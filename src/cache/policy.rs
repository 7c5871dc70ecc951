//! Per-module caching policy.
//!
//! The first segment of a storage key names the module the data belongs to
//! (a recommendations feed, a rules document, ...). Each module carries a
//! TTL and an enabled flag; modules marked disabled hold real-time data
//! classes that must never be served stale.

use std::collections::HashMap;
use std::time::Duration;

use super::keys::CachePrefix;

/// Default TTL applied to modules without an explicit policy entry.
pub const DEFAULT_TTL: Duration = Duration::from_secs(300);

/// Caching policy for one module.
#[derive(Debug, Clone, Copy, PartialEq, Eq)]
pub struct ModulePolicy {
    pub ttl: Duration,
    pub enabled: bool,
}

impl ModulePolicy {
    /// The "standard" policy used when a module has no explicit entry.
    pub fn standard() -> Self {
        Self {
            ttl: DEFAULT_TTL,
            enabled: true,
        }
    }
}

impl Default for ModulePolicy {
    fn default() -> Self {
        Self::standard()
    }
}

/// Immutable module → policy table, loaded once at process start.
#[derive(Debug, Clone, Default)]
pub struct PolicyTable {
    modules: HashMap<String, ModulePolicy>,
    fallback: ModulePolicy,
}

impl PolicyTable {
    pub fn new(modules: HashMap<String, ModulePolicy>) -> Self {
        Self::with_fallback(modules, ModulePolicy::standard())
    }

    /// Build a table with an explicit fallback policy for unconfigured
    /// modules.
    pub fn with_fallback(modules: HashMap<String, ModulePolicy>, fallback: ModulePolicy) -> Self {
        Self { modules, fallback }
    }

    pub fn fallback(&self) -> ModulePolicy {
        self.fallback
    }

    /// Resolve the policy governing a cache prefix.
    pub fn resolve(&self, prefix: &CachePrefix) -> ModulePolicy {
        self.resolve_module(prefix.module())
    }

    /// Resolve the policy for a bare module name, falling back to the
    /// standard policy for unknown modules.
    pub fn resolve_module(&self, module: &str) -> ModulePolicy {
        self.modules.get(module).copied().unwrap_or(self.fallback)
    }
}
++++
TASK DIRECTIONS:
Among the entries above, which lines include "Debug"? List them all.

WRITTEN SOLUTION:
#[derive(Debug, Clone, Copy, PartialEq, Eq)]
#[derive(Debug, Clone, Default)]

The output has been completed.